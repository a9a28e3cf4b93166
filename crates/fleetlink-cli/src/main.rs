//! `fleetlink-cli` – operator console for the fleet bridge.
//!
//! This binary wires the whole bridge together and hands it to an operator.
//! It:
//!
//! 1. Checks for `~/.fleetlink/config.toml`; runs a **First-Run Wizard** when
//!    the file is absent.
//! 2. Opens the order record store, loads the template catalog and connects
//!    the MQTT, HTTP and WebSocket transports.
//! 3. Starts the telemetry ingestor, the status cache sweeper and the
//!    pending-command expiry task.
//! 4. Drops the user into an **interactive REPL** that dispatches orders and
//!    direct commands (`/help` lists them).
//! 5. Intercepts **Ctrl-C** to fail every outstanding command, close the
//!    transports and exit.

mod config;
mod repl;

use colored::Colorize;
use std::path::Path;
use std::sync::Arc;
use std::sync::atomic::{AtomicBool, Ordering};
use std::time::Duration;
use tokio::task::JoinHandle;
use tracing::{info, warn};

use fleetlink_kernel::{RateLimiter, StatusCache};
use fleetlink_middleware::{
    EventBus, HttpTransport, MqttTransport, StreamTransport, Topic, TransportRegistry,
};
use fleetlink_runtime::{
    ExecutionEngine, InMemoryTemplateRepository, PresenceTracker, TelemetryIngestor,
    TemplateRepository,
};
use fleetlink_store::OrderRecordStore;
use fleetlink_types::{EventPayload, TransportKind};

/// Reason attached to commands still pending when the bridge stops.
const SHUTDOWN_REASON: &str = "bridge shutting down";

/// How long startup waits for the broker before continuing offline.
const BROKER_CONNECT_WAIT: Duration = Duration::from_secs(3);

fn main() {
    // Keep the guard alive for the whole process so spans are flushed.
    let _otel = fleetlink_runtime::init_tracing("fleetlink");

    print_banner();

    let cfg = config::with_env_overrides(match config::load() {
        Ok(None) => run_first_run_wizard(),
        Ok(Some(cfg)) => {
            println!(
                "  Config loaded from {}",
                config::config_path().display().to_string().bold()
            );
            cfg
        }
        Err(e) => {
            println!("{}: {}", "Config error".red(), e);
            println!("  Using default configuration.");
            config::Config::default()
        }
    });

    let runtime = match tokio::runtime::Builder::new_multi_thread().enable_all().build() {
        Ok(rt) => rt,
        Err(e) => {
            eprintln!("{}: {}", "Failed to start async runtime".red(), e);
            std::process::exit(1);
        }
    };

    let bridge = match runtime.block_on(Bridge::start(&cfg, &config::config_path())) {
        Ok(bridge) => Arc::new(bridge),
        Err(e) => {
            eprintln!("{}: {}", "Bridge failed to start".red(), e);
            std::process::exit(1);
        }
    };

    // ── Shared shutdown flag ──────────────────────────────────────────────
    let shutdown = Arc::new(AtomicBool::new(false));
    let shutdown_clone = shutdown.clone();

    // ── Ctrl-C handler ────────────────────────────────────────────────────
    let handle = runtime.handle().clone();
    let bridge_ctrlc = Arc::clone(&bridge);
    if let Err(e) = ctrlc::set_handler(move || {
        println!();
        println!("{}", "⚠  Ctrl-C received – initiating graceful shutdown …".yellow().bold());
        shutdown_clone.store(true, Ordering::SeqCst);
        let failed = handle.block_on(bridge_ctrlc.shutdown(SHUTDOWN_REASON));
        println!("{}", format!("  ✓ {failed} pending command(s) failed.").green());
        println!("{}", "  ✓ Transports closed. Exiting fleetlink.".green());
        std::process::exit(0);
    }) {
        warn!(error = %e, "Failed to install Ctrl-C handler; graceful shutdown on Ctrl-C will not be available");
    }

    println!();
    println!("  Type {} for a list of commands.\n", "/help".bold().cyan());

    // ── Interactive REPL ──────────────────────────────────────────────────
    repl::run(&bridge, runtime.handle(), shutdown);

    let failed = runtime.block_on(bridge.shutdown(SHUTDOWN_REASON));
    info!(failed, "bridge stopped");
}

// ─────────────────────────────────────────────────────────────────────────────
// Wiring
// ─────────────────────────────────────────────────────────────────────────────

/// Everything the REPL and the shutdown path need once the bridge is up.
pub struct Bridge {
    pub engine: Arc<ExecutionEngine>,
    pub presence: Arc<PresenceTracker>,
    pub templates: Arc<InMemoryTemplateRepository>,
    mqtt: Arc<MqttTransport>,
    tasks: Vec<JoinHandle<()>>,
}

impl Bridge {
    async fn start(cfg: &config::Config, config_file: &Path) -> Result<Self, String> {
        let bus = EventBus::default();
        let resolver = cfg.resolver();

        // ── Store ─────────────────────────────────────────────────────────
        let db_path = cfg.database_path_or(config_file);
        if let Some(dir) = db_path.parent()
            && !dir.as_os_str().is_empty()
        {
            std::fs::create_dir_all(dir)
                .map_err(|e| format!("Failed to create {}: {}", dir.display(), e))?;
        }
        let store = OrderRecordStore::open(&db_path)
            .map_err(|e| format!("Failed to open {}: {}", db_path.display(), e))?;
        println!("  Order records at {}", db_path.display().to_string().bold());
        let recovered = store
            .recover_in_flight()
            .await
            .map_err(|e| format!("Failed to recover {}: {}", db_path.display(), e))?;
        if !recovered.is_empty() {
            println!(
                "  {} interrupted dispatch(es) marked {}",
                recovered.len(),
                "FAILED".red()
            );
        }

        // ── Templates ─────────────────────────────────────────────────────
        let templates = match &cfg.templates_path {
            Some(path) => Arc::new(InMemoryTemplateRepository::load_json(path).map_err(|e| e.to_string())?),
            None => {
                warn!("no templates_path configured; templated orders are unavailable");
                Arc::new(InMemoryTemplateRepository::new())
            }
        };
        println!("  {} order template(s) loaded", templates.template_ids().len());

        // ── Transports ────────────────────────────────────────────────────
        let registry = Arc::new(TransportRegistry::new(cfg.default_transport));

        let mqtt = Arc::new(
            MqttTransport::new(cfg.mqtt_config(), resolver.clone()).with_bus(Arc::new(bus.clone())),
        );
        mqtt.connect();
        registry.register(TransportKind::Queue, mqtt.clone());

        let http = HttpTransport::new(Duration::from_millis(cfg.http.timeout_ms))
            .map_err(|e| e.to_string())?;
        registry.register(TransportKind::Http, Arc::new(http));
        registry.register(
            TransportKind::Stream,
            Arc::new(StreamTransport::new(Duration::from_millis(cfg.stream.timeout_ms))),
        );

        print!("  Connecting to broker at {}:{} … ", cfg.mqtt.host, cfg.mqtt.port);
        if mqtt.wait_connected(BROKER_CONNECT_WAIT).await {
            println!("{}", "online".green());
        } else {
            println!("{}", "offline (retrying in background)".yellow());
        }

        // ── Core ──────────────────────────────────────────────────────────
        let presence = Arc::new(PresenceTracker::new(&cfg.fallback_manufacturer));
        let engine = Arc::new(
            ExecutionEngine::new(
                templates.clone() as Arc<dyn TemplateRepository>,
                presence.clone(),
                registry,
                store,
            )
            .with_resolver(resolver)
            .with_bus(bus.clone()),
        );

        let status_cache = Arc::new(StatusCache::with_config(
            cfg.status_cache.heartbeat(),
            cfg.status_cache.ttl(),
        ));
        let limiter = Arc::new(RateLimiter::new(
            Duration::from_millis(cfg.rate_limit.min_interval_ms),
            Duration::from_millis(cfg.rate_limit.burst_interval_ms),
        ));
        let ingestor = Arc::new(
            TelemetryIngestor::new(engine.clone(), presence.clone(), status_cache.clone(), bus.clone())
                .with_rate_limiter(limiter),
        );

        let tasks = vec![
            ingestor.spawn(),
            status_cache.spawn_sweeper(cfg.status_cache.sweep_interval()),
            spawn_pending_expiry(engine.clone(), cfg.pending_ttl()),
            spawn_result_printer(&bus),
        ];

        info!(default_transport = %cfg.default_transport, "bridge started");
        Ok(Self {
            engine,
            presence,
            templates,
            mqtt,
            tasks,
        })
    }

    pub fn broker_connected(&self) -> bool {
        self.mqtt.is_connected()
    }

    /// Fail every pending command, stop background tasks and close every
    /// transport.  Returns the number of commands failed.
    async fn shutdown(&self, reason: &str) -> usize {
        let failed = self.engine.fail_all_pending(reason).await.len();
        for task in &self.tasks {
            task.abort();
        }
        if let Err(e) = self.engine.registry().close_all().await {
            warn!(error = %e, "transports did not close cleanly");
        }
        failed
    }
}

/// Fail direct commands that outlive `ttl`, checking every `ttl / 10`.
fn spawn_pending_expiry(engine: Arc<ExecutionEngine>, ttl: Duration) -> JoinHandle<()> {
    let period = (ttl / 10).max(Duration::from_secs(1));
    tokio::spawn(async move {
        let mut ticker = tokio::time::interval(period);
        ticker.tick().await;
        loop {
            ticker.tick().await;
            let expired = engine.expire_pending(ttl).await;
            if !expired.is_empty() {
                warn!(expired = expired.len(), "pending commands expired");
            }
        }
    })
}

/// Print each command result as it settles.
fn spawn_result_printer(bus: &EventBus) -> JoinHandle<()> {
    let mut results = bus.subscribe_to(Topic::CommandResults);
    tokio::spawn(async move {
        while let Ok(event) = results.recv().await {
            if let EventPayload::CommandResult(result) = event.payload {
                println!(
                    "\n  {} {} on {} ({}): {:?}{}",
                    "◆".cyan(),
                    result.correlation_key.bold(),
                    result.device_id,
                    result.command_text.dimmed(),
                    result.verdict,
                    result.message.map(|m| format!(" – {m}")).unwrap_or_default()
                );
            }
        }
    })
}

// ─────────────────────────────────────────────────────────────────────────────
// First-Run Wizard
// ─────────────────────────────────────────────────────────────────────────────

fn run_first_run_wizard() -> config::Config {
    println!();
    println!("{}", "  ╔══════════════════════════════════════╗".bold().cyan());
    println!("{}", "  ║      fleetlink First-Run Wizard      ║".bold().cyan());
    println!("{}", "  ╚══════════════════════════════════════╝".bold().cyan());
    println!();
    println!("  No configuration found.  Let's set up the bridge.\n");

    let mut cfg = config::Config::default();

    cfg.mqtt.host = prompt_line(&format!("  MQTT broker host [{}]: ", cfg.mqtt.host), &cfg.mqtt.host);

    let port_str = prompt_line(
        &format!("  MQTT broker port [{}]: ", cfg.mqtt.port),
        &cfg.mqtt.port.to_string(),
    );
    if let Ok(p) = port_str.trim().parse::<u16>() {
        cfg.mqtt.port = p;
    }

    println!("  Default transport for commands?  (queue / http / stream)");
    let kind = prompt_line(
        &format!("  Default transport [{}]: ", cfg.default_transport),
        cfg.default_transport.as_str(),
    );
    match kind.parse::<TransportKind>() {
        Ok(kind) => cfg.default_transport = kind,
        Err(e) => println!("  {} – keeping {}", e.to_string().yellow(), cfg.default_transport),
    }

    let templates = prompt_line("  Template catalog (JSON) path [none]: ", "");
    if !templates.is_empty() {
        cfg.templates_path = Some(templates.into());
    }

    match config::save(&cfg) {
        Ok(()) => println!(
            "\n  {} Config saved to {}\n",
            "✓".green().bold(),
            config::config_path().display().to_string().bold()
        ),
        Err(e) => println!("{}: {}", "Error saving config".red(), e),
    }
    cfg
}

// ─────────────────────────────────────────────────────────────────────────────
// Banner
// ─────────────────────────────────────────────────────────────────────────────

fn print_banner() {
    println!();
    println!("{}", r#"   ______         __  ___      __  "#.bold().cyan());
    println!("{}", r#"  / __/ /__ ___ _/ /_/ (_)__  / /__"#.bold().cyan());
    println!("{}", r#" / _// / -_) -_) __/ / / _ \/  '_/"#.bold().cyan());
    println!("{}", r#"/_/ /_/\__/\__/\__/_/_/_//_/_/\_\ "#.bold().cyan());
    println!();
    println!(
        "  {} {}",
        "fleetlink".bold(),
        format!("v{}", env!("CARGO_PKG_VERSION")).dimmed()
    );
    println!("  Fleet order dispatch bridge");
    println!();
}

// ─────────────────────────────────────────────────────────────────────────────
// Helpers
// ─────────────────────────────────────────────────────────────────────────────

fn prompt_line(msg: &str, default: &str) -> String {
    use std::io::{BufRead, Write};
    print!("{}", msg);
    std::io::stdout().flush().ok();
    let mut line = String::new();
    match std::io::stdin().lock().read_line(&mut line) {
        Ok(_) => {
            let t = line.trim().to_string();
            if t.is_empty() { default.to_string() } else { t }
        }
        Err(_) => default.to_string(),
    }
}
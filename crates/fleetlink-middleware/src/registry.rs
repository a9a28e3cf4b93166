//! [`TransportRegistry`] – one live transport per [`TransportKind`].
//!
//! The registry owns an `Arc` to every registered transport, remembers
//! which kind is the default, and dispatches a send by kind.  It performs no
//! retries; a failed send is returned to the caller untouched.

use std::collections::HashMap;
use std::sync::{Arc, RwLock};

use fleetlink_types::{RequestContext, TransportError, TransportKind};
use thiserror::Error;
use tracing::{debug, info, warn};

use crate::transport::Transport;

/// Every individual failure observed by [`TransportRegistry::close_all`].
#[derive(Error, Debug)]
#[error("{} transport(s) failed to close: {}", .0.len(), describe(.0))]
pub struct CloseErrors(pub Vec<(TransportKind, TransportError)>);

fn describe(errors: &[(TransportKind, TransportError)]) -> String {
    errors
        .iter()
        .map(|(kind, e)| format!("{kind}: {e}"))
        .collect::<Vec<_>>()
        .join("; ")
}

/// Central transport registry and send dispatcher.
///
/// Construct with [`TransportRegistry::new`], register transports, then call
/// [`TransportRegistry::send`].
pub struct TransportRegistry {
    transports: RwLock<HashMap<TransportKind, Arc<dyn Transport>>>,
    default_kind: RwLock<TransportKind>,
}

impl TransportRegistry {
    /// Create an empty registry whose default is `default_kind`.
    pub fn new(default_kind: TransportKind) -> Self {
        Self {
            transports: RwLock::new(HashMap::new()),
            default_kind: RwLock::new(default_kind),
        }
    }

    /// Register `transport` under `kind`.  Any previously registered
    /// transport of the same kind is replaced (and returned).
    pub fn register(
        &self,
        kind: TransportKind,
        transport: Arc<dyn Transport>,
    ) -> Option<Arc<dyn Transport>> {
        if transport.kind() != kind {
            warn!(
                registered_as = %kind,
                reports = %transport.kind(),
                "transport registered under a kind it does not report"
            );
        }
        info!(kind = %kind, "transport registered");
        self.write_transports().insert(kind, transport)
    }

    pub fn set_default(&self, kind: TransportKind) {
        *self
            .default_kind
            .write()
            .unwrap_or_else(|poisoned| poisoned.into_inner()) = kind;
    }

    pub fn default_kind(&self) -> TransportKind {
        *self
            .default_kind
            .read()
            .unwrap_or_else(|poisoned| poisoned.into_inner())
    }

    pub fn is_registered(&self, kind: TransportKind) -> bool {
        self.read_transports().contains_key(&kind)
    }

    /// Registered kinds in a stable order.
    pub fn kinds(&self) -> Vec<TransportKind> {
        let mut kinds: Vec<_> = self.read_transports().keys().copied().collect();
        kinds.sort_by_key(|k| k.as_str());
        kinds
    }

    /// Send `payload` to `destination` over the transport registered as
    /// `kind`.
    ///
    /// # Errors
    ///
    /// [`TransportError::NotRegistered`] when no transport of that kind was
    /// registered; otherwise whatever the transport returned.
    pub async fn send(
        &self,
        ctx: &RequestContext,
        kind: TransportKind,
        destination: &str,
        payload: &[u8],
    ) -> Result<(), TransportError> {
        let transport = self
            .read_transports()
            .get(&kind)
            .cloned()
            .ok_or(TransportError::NotRegistered(kind))?;
        debug!(kind = %kind, destination, bytes = payload.len(), "dispatching payload");
        transport.send(ctx, destination, payload).await
    }

    /// Close every registered transport.  Individual failures are logged and
    /// returned together; one failure does not stop the others from closing.
    pub async fn close_all(&self) -> Result<(), CloseErrors> {
        let transports: Vec<(TransportKind, Arc<dyn Transport>)> = self
            .read_transports()
            .iter()
            .map(|(k, t)| (*k, Arc::clone(t)))
            .collect();

        let mut failures = Vec::new();
        for (kind, transport) in transports {
            match transport.close().await {
                Ok(()) => info!(kind = %kind, "transport closed"),
                Err(e) => {
                    warn!(kind = %kind, error = %e, "transport failed to close");
                    failures.push((kind, e));
                }
            }
        }

        if failures.is_empty() {
            Ok(())
        } else {
            Err(CloseErrors(failures))
        }
    }

    fn read_transports(
        &self,
    ) -> std::sync::RwLockReadGuard<'_, HashMap<TransportKind, Arc<dyn Transport>>> {
        self.transports
            .read()
            .unwrap_or_else(|poisoned| poisoned.into_inner())
    }

    fn write_transports(
        &self,
    ) -> std::sync::RwLockWriteGuard<'_, HashMap<TransportKind, Arc<dyn Transport>>> {
        self.transports
            .write()
            .unwrap_or_else(|poisoned| poisoned.into_inner())
    }
}

impl Default for TransportRegistry {
    fn default() -> Self {
        Self::new(TransportKind::Queue)
    }
}
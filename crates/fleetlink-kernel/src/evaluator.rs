//! Command result evaluation.
//!
//! Telemetry reports one [`ActionState`] per action the robot knows about.
//! [`evaluate`] folds a batch of them into a [`Verdict`]:
//!
//! | Input | Verdict |
//! |---|---|
//! | empty | [`Verdict::InProgress`] |
//! | any action `FAILED` | [`Verdict::Failure`] |
//! | every action `FINISHED` | [`Verdict::Success`] |
//! | otherwise | [`Verdict::InProgress`] |
//!
//! Failure is checked first and wins over everything else.
//!
//! # Example
//!
//! ```
//! use fleetlink_kernel::evaluator::evaluate;
//! use fleetlink_types::{ActionState, ActionStatus, Verdict};
//!
//! let states = vec![
//!     ActionState::new("pick", ActionStatus::Finished),
//!     ActionState::new("drop", ActionStatus::Running),
//! ];
//! assert_eq!(evaluate(&states), Verdict::InProgress);
//! ```

use fleetlink_types::{ActionState, ActionStatus, Verdict};

pub fn evaluate(states: &[ActionState]) -> Verdict {
    evaluate_iter(states.iter())
}

pub(crate) fn evaluate_iter<'a>(mut states: impl Iterator<Item = &'a ActionState> + Clone) -> Verdict {
    let mut seen = false;
    for state in states.clone() {
        seen = true;
        if state.action_status == ActionStatus::Failed {
            return Verdict::Failure;
        }
    }
    if !seen {
        return Verdict::InProgress;
    }
    if states.all(|s| s.action_status == ActionStatus::Finished) {
        Verdict::Success
    } else {
        Verdict::InProgress
    }
}

/// Human-readable reason for a failed batch: the first failed action's
/// result description, or its id when the robot gave none.
pub fn failure_reason<'a>(states: impl IntoIterator<Item = &'a ActionState>) -> Option<String> {
    states
        .into_iter()
        .find(|s| s.action_status == ActionStatus::Failed)
        .map(|s| match &s.result_description {
            Some(description) if !description.is_empty() => {
                format!("action {} failed: {description}", s.action_id)
            }
            _ => format!("action {} failed", s.action_id),
        })
}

* _WHAT YOU NEED TO DO_: Every line above that includes the word "background" must appear in the answer.

* _SOLUTION FOR THIS EXERCISE_:
            println!("{}", "offline (retrying in background)".yellow());
    /// Fail every pending command, stop background tasks and close every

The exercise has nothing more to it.